Attualità

Il caso. Migranti verso l'Albania: «L'intesa con Tirana è un'operazione militare»

Antonio Maria Mira martedì 15 ottobre 2024

La nave Libra della Marina militare

C’è un “giallo” sull’arrivo dei primi immigrati in Albania, a bordo della nave Libra della Marina militare. Che fine ha fatto la procedura di noleggio di una o più navi private prevista da una “consultazione preliminare del mercato” pubblicata dal ministero dell’Interno il 30 maggio e ancora presente sul sito del Viminale? Nessuna notizia.

Ricordiamo che la nave avrebbe dovuto “fornire il servizio di trasporto di persone migranti dalle acque internazionali del Mediterraneo centrale, presumibilmente a circa 15/20 miglia nautiche a sud-sud ovest dall’isola di Lampedusa, al porto di Shengjin in Albania”. Un servizio che doveva iniziare a metà settembre e durare 90 giorni. Costo 13 milioni e 500mila euro (Iva esclusa), dai fondi del ministero. Le società interessate avrebbero dovuto presentare la documentazione entro il 25 giugno ma sul sito del Viminale non si trova nulla. Intanto la data di inizio del servizio, il 15 settembre, è passata da un mese e così si ricorre alla nave militare. Con molte e gravi differenze. Nel documento di cinque mesi fa erano richieste “cabine a uso doppio, comprensive di locale igiene indipendente”. Cabine doppie con bagno e infatti allora si disse che sarebbe stato un traghetto. « Il pattugliatore Libra non ha cabine, se non quelle degli ufficiali, mentre i marinai dormono a turno in camerate coi letti a castello. E comunque l’equipaggio è composto di soli 60 uomini », ci spiega l’ammiraglio Vittorio Alessandro, ex portavoce della Guardia costiera. Quindi, aggiunge, «gli immigrati soccorsi in mare dovranno fare il viaggio fino in Albania dormendo all’aperto, per almeno due giorni».

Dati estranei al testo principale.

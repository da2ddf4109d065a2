//! Fixed-point money and percentage rates.
//!
//! All monetary amounts are non-negative integers in the smallest currency unit
//! (two decimal places, e.g. paise/cents). Percentages are held in basis points.
//! No floating-point value ever participates in billing arithmetic.

use core::fmt;
use core::str::FromStr;

use serde::{Deserialize, Serialize};

use crate::error::{DomainError, DomainResult};
use crate::value_object::ValueObject;

const MINOR_PER_MAJOR: u64 = 100;
const BASIS_POINTS_PER_WHOLE: u64 = 10_000;

/// Non-negative amount in minor currency units.
#[derive(Debug, Copy, Clone, Default, PartialEq, Eq, PartialOrd, Ord, Hash, Serialize, Deserialize)]
#[serde(transparent)]
pub struct Money(u64);

impl ValueObject for Money {}

impl Money {
    pub const ZERO: Money = Money(0);

    pub const fn from_minor(minor: u64) -> Self {
        Self(minor)
    }

    /// Build from whole major units (e.g. `from_major(5)` is `5.00`).
    pub fn from_major(major: u64) -> DomainResult<Self> {
        major
            .checked_mul(MINOR_PER_MAJOR)
            .map(Self)
            .ok_or_else(|| DomainError::validation("amount too large"))
    }

    /// Accepts a signed wire value; negative amounts are a validation failure.
    pub fn try_from_signed(minor: i64) -> DomainResult<Self> {
        u64::try_from(minor)
            .map(Self)
            .map_err(|_| DomainError::validation("amount must be non-negative"))
    }

    pub const fn minor(self) -> u64 {
        self.0
    }

    pub const fn is_zero(self) -> bool {
        self.0 == 0
    }

    pub fn checked_add(self, other: Money) -> Option<Money> {
        self.0.checked_add(other.0).map(Money)
    }

    pub fn checked_sub(self, other: Money) -> Option<Money> {
        self.0.checked_sub(other.0).map(Money)
    }

    pub fn saturating_sub(self, other: Money) -> Money {
        Money(self.0.saturating_sub(other.0))
    }

    pub fn checked_mul(self, factor: u64) -> Option<Money> {
        self.0.checked_mul(factor).map(Money)
    }

    /// Overflow-checked sum; overflow is an invariant violation.
    pub fn try_sum<I>(amounts: I) -> DomainResult<Money>
    where
        I: IntoIterator<Item = Money>,
    {
        amounts.into_iter().try_fold(Money::ZERO, |acc, m| {
            acc.checked_add(m)
                .ok_or_else(|| DomainError::invariant("money overflow"))
        })
    }
}

impl fmt::Display for Money {
    fn fmt(&self, f: &mut fmt::Formatter<'_>) -> fmt::Result {
        write!(f, "{}.{:02}", self.0 / MINOR_PER_MAJOR, self.0 % MINOR_PER_MAJOR)
    }
}

impl FromStr for Money {
    type Err = DomainError;

    /// Parses `"450"`, `"450.5"` or `"450.50"`. At most two decimal places.
    fn from_str(s: &str) -> Result<Self, Self::Err> {
        let minor = parse_fixed(s.trim(), 2, "amount")?;
        Ok(Money(minor))
    }
}

/// Percentage expressed in basis points (1% = 100 bp), bounded to 0..=100%.
#[derive(Debug, Copy, Clone, Default, PartialEq, Eq, PartialOrd, Ord, Hash, Serialize, Deserialize)]
#[serde(try_from = "u32", into = "u32")]
pub struct DiscountRate(u32);

impl ValueObject for DiscountRate {}

impl DiscountRate {
    pub const ZERO: DiscountRate = DiscountRate(0);

    pub fn from_basis_points(bp: u32) -> DomainResult<Self> {
        if u64::from(bp) > BASIS_POINTS_PER_WHOLE {
            return Err(DomainError::validation(format!(
                "discount rate must be between 0% and 100% (got {bp} bp)"
            )));
        }
        Ok(Self(bp))
    }

    pub fn from_percent(percent: u32) -> DomainResult<Self> {
        let bp = percent
            .checked_mul(100)
            .ok_or_else(|| DomainError::validation("discount rate out of range"))?;
        Self::from_basis_points(bp)
    }

    pub const fn basis_points(self) -> u32 {
        self.0
    }

    pub const fn is_zero(self) -> bool {
        self.0 == 0
    }

    /// Discount owed on `amount`, rounded half-up to the nearest minor unit.
    ///
    /// Never exceeds `amount` because the rate is capped at 100%.
    pub fn discount_on(self, amount: Money) -> Money {
        let scaled = u128::from(amount.minor()) * u128::from(self.0);
        let half = u128::from(BASIS_POINTS_PER_WHOLE / 2);
        let rounded = (scaled + half) / u128::from(BASIS_POINTS_PER_WHOLE);
        // rate <= 100% so rounded <= amount, which fits in u64
        Money(rounded as u64)
    }

    /// Returns `(discount, final_amount)`; `final_amount` is clamped at zero.
    pub fn apply(self, amount: Money) -> (Money, Money) {
        let discount = self.discount_on(amount);
        (discount, amount.saturating_sub(discount))
    }
}

impl TryFrom<u32> for DiscountRate {
    type Error = DomainError;

    fn try_from(value: u32) -> Result<Self, Self::Error> {
        Self::from_basis_points(value)
    }
}

impl From<DiscountRate> for u32 {
    fn from(value: DiscountRate) -> Self {
        value.0
    }
}

impl fmt::Display for DiscountRate {
    fn fmt(&self, f: &mut fmt::Formatter<'_>) -> fmt::Result {
        let whole = self.0 / 100;
        let frac = self.0 % 100;
        if frac == 0 {
            write!(f, "{whole}%")
        } else {
            write!(f, "{whole}.{frac:02}%")
        }
    }
}

impl FromStr for DiscountRate {
    type Err = DomainError;

    /// Parses a percentage such as `"10"`, `"12.5"` or `"12.5%"`.
    fn from_str(s: &str) -> Result<Self, Self::Err> {
        let s = s.trim();
        let s = s.strip_suffix('%').unwrap_or(s).trim();
        let bp = parse_fixed(s, 2, "discount rate")?;
        let bp = u32::try_from(bp).map_err(|_| DomainError::validation("discount rate out of range"))?;
        Self::from_basis_points(bp)
    }
}

/// Parse a non-negative decimal string into an integer scaled by `10^scale`.
fn parse_fixed(s: &str, scale: u32, what: &str) -> DomainResult<u64> {
    if s.is_empty() {
        return Err(DomainError::validation(format!("{what} is empty")));
    }
    if s.starts_with('-') {
        return Err(DomainError::validation(format!("{what} must be non-negative")));
    }

    let (int_part, frac_part) = match s.split_once('.') {
        Some((i, f)) => (i, f),
        None => (s, ""),
    };
    if int_part.is_empty() && frac_part.is_empty() {
        return Err(DomainError::validation(format!("{what} is malformed: {s:?}")));
    }
    if frac_part.len() > scale as usize {
        return Err(DomainError::validation(format!(
            "{what} has more than {scale} decimal places: {s:?}"
        )));
    }
    let all_digits = |p: &str| p.chars().all(|c| c.is_ascii_digit());
    if !all_digits(int_part) || !all_digits(frac_part) {
        return Err(DomainError::validation(format!("{what} is malformed: {s:?}")));
    }

    let overflow = || DomainError::validation(format!("{what} too large: {s:?}"));
    let int: u64 = if int_part.is_empty() {
        0
    } else {
        int_part.parse().map_err(|_| overflow())?
    };
    let mut frac: u64 = if frac_part.is_empty() {
        0
    } else {
        frac_part.parse().map_err(|_| overflow())?
    };
    for _ in frac_part.len()..scale as usize {
        frac *= 10;
    }

    int.checked_mul(10u64.pow(scale))
        .and_then(|v| v.checked_add(frac))
        .ok_or_else(overflow)
}

#[cfg(test)]
mod tests {
    use super::*;
    use proptest::prelude::*;

    #[test]
    fn ten_percent_of_five_hundred() {
        let rate = DiscountRate::from_percent(10).unwrap();
        let (discount, final_amount) = rate.apply(Money::from_minor(500));
        assert_eq!(discount, Money::from_minor(50));
        assert_eq!(final_amount, Money::from_minor(450));
    }

    #[test]
    fn discount_rounds_half_up() {
        // 12.5% of 0.05 = 0.00625 -> 0.01
        let rate: DiscountRate = "12.5".parse().unwrap();
        assert_eq!(rate.discount_on(Money::from_minor(5)), Money::from_minor(1));
        // 12.5% of 0.03 = 0.00375 -> 0.00
        assert_eq!(rate.discount_on(Money::from_minor(3)), Money::ZERO);
    }

    #[test]
    fn full_discount_clamps_to_zero() {
        let rate = DiscountRate::from_percent(100).unwrap();
        assert_eq!(rate.apply(Money::from_minor(999)), (Money::from_minor(999), Money::ZERO));
    }

    #[test]
    fn rates_above_one_hundred_percent_are_rejected() {
        assert!(DiscountRate::from_percent(101).is_err());
        assert!(DiscountRate::from_basis_points(10_001).is_err());
        assert!("100.01".parse::<DiscountRate>().is_err());
    }

    #[test]
    fn money_parses_and_displays() {
        assert_eq!("450".parse::<Money>().unwrap(), Money::from_minor(45_000));
        assert_eq!("450.5".parse::<Money>().unwrap(), Money::from_minor(45_050));
        assert_eq!(".75".parse::<Money>().unwrap(), Money::from_minor(75));
        assert_eq!(Money::from_minor(45_005).to_string(), "450.05");
    }

    #[test]
    fn money_rejects_negative_and_excess_precision() {
        assert!("-1".parse::<Money>().is_err());
        assert!("1.001".parse::<Money>().is_err());
        assert!("1.2.3".parse::<Money>().is_err());
        assert!(Money::try_from_signed(-5).is_err());
        assert_eq!(Money::try_from_signed(5).unwrap(), Money::from_minor(5));
    }

    #[test]
    fn discount_rate_serde_enforces_bounds() {
        let ok: DiscountRate = serde_json::from_str("1000").unwrap();
        assert_eq!(ok, DiscountRate::from_percent(10).unwrap());
        assert!(serde_json::from_str::<DiscountRate>("20000").is_err());
    }

    #[test]
    fn try_sum_detects_overflow() {
        let err = Money::try_sum([Money::from_minor(u64::MAX), Money::from_minor(1)]).unwrap_err();
        assert_eq!(err.kind(), "invariant_violation");
    }

    proptest! {
        #![proptest_config(ProptestConfig {
            cases: 512,
            ..ProptestConfig::default()
        })]

        /// Property: discount + final amount always reconstitutes the original amount.
        #[test]
        fn discount_split_is_lossless(amount in 0u64..1_000_000_000u64, bp in 0u32..=10_000u32) {
            let rate = DiscountRate::from_basis_points(bp).unwrap();
            let (discount, final_amount) = rate.apply(Money::from_minor(amount));
            prop_assert!(discount.minor() <= amount);
            prop_assert_eq!(discount.minor() + final_amount.minor(), amount);
        }
    }
}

Ma gli spazi sulla nave militare non ci sono neanche per le altre attività che era previsto si svolgessero a bordo. Si parlava di “aree comuni dotate di servizi igienici” con “locali da adibire a esigenze di servizio (screening migranti, camera di sicurezza) ad infermeria, ad aree tecniche (magazzino, lavanderia)”. Per questo oltre agli immigrati erano previste 100 unità di personale. Che sicuramente sulla nave militare non avrebbero spazio per operare. Ma almeno una parte dovrà essere imbarcata, «anche per non lasciare da soli i marinai a gestire il viaggio. E comunque ormai ha tutte le caratteristiche di un’operazione militare», denuncia l’ammiraglio. C’è poi la questione, come ci segnala Fulvio Vassallo Paleologo, docente di Diritto di asilo a Palermo e giurista esperto di diritti umani, di cosa accadrà agli immigrati soccorsi nei prossimi giorni, mentre nave Libra è in viaggio. «Saranno portati come prima a Lampedusa. E una volta sbarcati non potranno più essere portati in Albania. E le pratiche della domanda d’asilo le faranno in Italia. Il Protocollo con l’Albania vale solo per i migranti maschi e non vulnerabili soccorsi in acque internazionali da navi militari italiane. Se sbarcano a Lampedusa, autonomamente o portati dai mezzi della Guardia costiera o della Finanza cambia tutto. Con un evidente disparità di trattamento». Per questo si era pensato al traghetto da far stazionare al largo e non a una nave militare, dove, denuncia anche il giurista «staranno sdraiati sul ponte per mancanza di spazi per loro e per il personale».

C’è infine sulla vicenda l’ombra di un drammatico evento di undici anni fa. Torna, infatti, sulla scena dell’immigrazione proprio la nave Libra che l’11 settembre 2013 fu al centro della “strage dei bambini siriani”, il naufragio di un peschereccio in acque maltesi che provocò la morte di 268 persone tra le quali più di sessanta bambini. Le autorità italiane finirono sotto processo per aver tardato i soccorsi, come si è poi ripetuto con la strage di Steccato di Cutro, malgrado proprio nave Libra fosse ad appena 17 miglia. Processo che in appello lo scorso giugno ha confermato la prescrizione ma sottolineando la responsabilità dell’evento da parte degli organi di soccorso dello Stato Italiano. Ora la nave militare torna a occuparsi di immigrati, ma nuovamente non per soccorrere e salvare ma per “deportare” in Albania.